I tried to work it out,

= sin⁡(x³+x²-x)/[x(x²+x -1)] * (x²+x -1) + sin⁡(x)/x

= sinx(x²+x-1)/[x(x²+x -1)] * (x²+x -1) + sin⁡(x)/x

= sinx/x * (x²+x -1) + sin⁡(x)/x

= 1 *(x²+x -1) + 1

= 0²+0-1+1
= 0

I'm not sure if cancelling out (x²+x-1) makes any sense, please let me know if it's incorrect.

The Method you have applied is incorrect,although the answer turned out to be correct.You just cannot cancel (x^2+x-1) like that

 

[Deleted member 4993]

Thank you for your help!

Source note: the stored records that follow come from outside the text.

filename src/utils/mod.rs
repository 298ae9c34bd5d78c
pub mod error;
pub mod logger;
pub mod monitor;
pub mod validation;
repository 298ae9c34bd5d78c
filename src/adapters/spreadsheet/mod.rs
// Spreadsheet codecs: workbook files through calamine / rust_xlsxwriter, CSV through the csv crate.

pub mod csv;
pub mod xlsx;

use crate::domain::table::Document;
use crate::utils::error::{EtlError, Result};
use std::path::Path;

pub const WORKBOOK_EXTENSIONS: &[&str] = &["xlsx", "xlsm", "xls", "xlsb", "ods"];
pub const SPREADSHEET_EXTENSIONS: &[&str] = &["xlsx", "xlsm", "xls", "xlsb", "ods", "csv"];
/// 可寫出的格式：rust_xlsxwriter 只產生 xlsx
pub const OUTPUT_EXTENSIONS: &[&str] = &["xlsx", "csv"];

#[derive(Debug, Clone, Copy, PartialEq, Eq)]
pub enum TableFormat {
    Workbook,
    Csv,
}

impl TableFormat {
    pub fn from_path(path: impl AsRef<Path>) -> Result<Self> {
        let path = path.as_ref();
        let extension = path
            .extension()
            .and_then(|ext| ext.to_str())
            .map(str::to_ascii_lowercase)
            .unwrap_or_default();

        if extension == "csv" {
            Ok(Self::Csv)
        } else if WORKBOOK_EXTENSIONS.contains(&extension.as_str()) {
            Ok(Self::Workbook)
        } else {
            Err(EtlError::InvalidConfigValueError {
                field: "spreadsheet".to_string(),
                value: path.display().to_string(),
                reason: format!(
                    "Unsupported spreadsheet format. Allowed extensions: {}",
                    SPREADSHEET_EXTENSIONS.join(", ")
                ),
            })
        }
    }

    /// Like [`TableFormat::from_path`], restricted to formats that can be written.
    pub fn for_output(path: impl AsRef<Path>) -> Result<Self> {
        let path = path.as_ref();
        let format = Self::from_path(path)?;
        let writable = path
            .extension()
            .and_then(|ext| ext.to_str())
            .is_some_and(|ext| OUTPUT_EXTENSIONS.contains(&ext.to_ascii_lowercase().as_str()));

        if writable {
            Ok(format)
        } else {
            Err(EtlError::InvalidConfigValueError {
                field: "output".to_string(),
                value: path.display().to_string(),
                reason: format!(
                    "Cannot write this format. Allowed output extensions: {}",
                    OUTPUT_EXTENSIONS.join(", ")
                ),
            })
        }
    }
}

pub fn is_spreadsheet(path: impl AsRef<Path>) -> bool {
    TableFormat::from_path(path).is_ok()
}

/// Decodes every sheet of `bytes`; the format is picked from `path`.
pub fn read_table(path: impl AsRef<Path>, bytes: Vec<u8>) -> Result<Document> {
    match TableFormat::from_path(path)? {
        TableFormat::Workbook => xlsx::read_workbook(bytes),
        TableFormat::Csv => Ok(csv::read_sheet(&bytes)?.into()),
    }
}

/// Encodes `document`. CSV holds a single table, so only the active sheet is written.
pub fn write_table(format: TableFormat, document: &Document) -> Result<Vec<u8>> {
    match format {
        TableFormat::Workbook => xlsx::write_workbook(document),
        TableFormat::Csv => csv::write_sheet(&document.active_sheet().table),
    }
}
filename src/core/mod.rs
pub mod etl;
pub mod normalizer;
pub mod pipeline;
pub mod projector;
pub mod protected;
pub mod reconcile;

pub use crate::domain::model::{MergedReport, SourceDatasets};
pub use crate::domain::ports::{ConfigProvider, Pipeline, SourceProvider, Storage};
pub use crate::utils::error::Result;
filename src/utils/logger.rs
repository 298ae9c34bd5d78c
use tracing_subscriber::{layer::SubscriberExt, util::SubscriberInitExt, EnvFilter};

fn default_filter(verbose: bool) -> EnvFilter {
    EnvFilter::try_from_default_env().unwrap_or_else(|_| {
        if verbose {
            EnvFilter::new("warehouse_etl=debug,info")
        } else {
            EnvFilter::new("warehouse_etl=info")
        }
    })
}

pub fn init_cli_logger(verbose: bool) {
    tracing_subscriber::registry()
        .with(default_filter(verbose))
        .with(
            tracing_subscriber::fmt::layer()
                .with_target(false)
                .with_thread_ids(false)
                .with_file(false)
                .with_line_number(false)
                .compact(),
        )
        .init();
}

/// 排程執行時使用 JSON 格式，方便收集到日誌系統
pub fn init_json_logger(verbose: bool) {
    tracing_subscriber::registry()
        .with(default_filter(verbose))
        .with(
            tracing_subscriber::fmt::layer()
                .with_target(false)
                .with_thread_ids(false)
                .with_file(false)
                .with_line_number(false)
                .json(),
        )
        .init();
}
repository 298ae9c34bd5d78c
#[cfg(feature = "cli")]
pub mod cli;
pub mod toml_config;

#[cfg(feature = "cli")]
pub use cli::CliArgs;
pub use toml_config::ReconConfig;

Sorry for the late reply. I was busy with work.

I tried to work it out,

= [sin⁡(x³+x²-x)/[x(x²+x -1)] * (x²+x -1) + sin⁡(x)/x

= [sin⁡(x³+x²-x)/(x³+x²-x)] * (x²+x -1) + sin⁡(x)/x

Now consider limit (x→0) and limit [(x³+x²-x)→0]

= 1 * (0²+0 -1) + 1

= 0

See the corrections made above in red.

 

[Deleted member 4993]

Hi,

I need some help in solving this question,

Find lim(x→0) ⁡(sin⁡(x³+x²-x)+sin⁡x)/x without using derivative given that lim(u→0) sinu/u = 1

I would like to ask, if i apply L'Hopital's rule, does it means I'm using derivative?

While using L'Hopital's rule - you have to use derivative.

So for this (restricted) problem you CANNOT use L'Hopital's rule.

However, you can check your answer using L'Hopital's rule.

 

[pka]

Find lim(x→0) ⁡(sin⁡(x³+x²-x)+sin⁡x)/x without using derivative given that lim(u→0) sinu/u = 1

This is one of the easiest questions I seen posted here. It is just simple algebra.
\(\displaystyle \displaystyle{{\lim _{x \to 0}}\frac{{\sin \left( {{x^3} + {x^2} - x} \right)}}{x} = {\lim _{x \to 0}}\frac{{\sin \left( {{x^3} + {x^2} - x} \right)}}{{{x^3} + {x^2} - x}}\frac{{{x^3} + {x^2} - x}}{x}\\ = {\lim _{x \to 0}}\frac{{\sin \left( {{x^3} + {x^2} - x} \right)}}{{{x^3} + {x^2} - x}}\left( {{x^2} + x - 1} \right) \to \left( 1 \right)\left( { - 1} \right) = - 1}\)

 

[SAQLAIN AHMAD]

See the corrections made above in red.

Ya now this is perfectly fine

 

[iremos]

I'm sorry that my question was a bit silly. I have not been studying for almost 8 years and I'm trying to get my degree now, please bear with me . this question is one of the past admission exam questions.

Thank you all for your help! appreciate it a lot.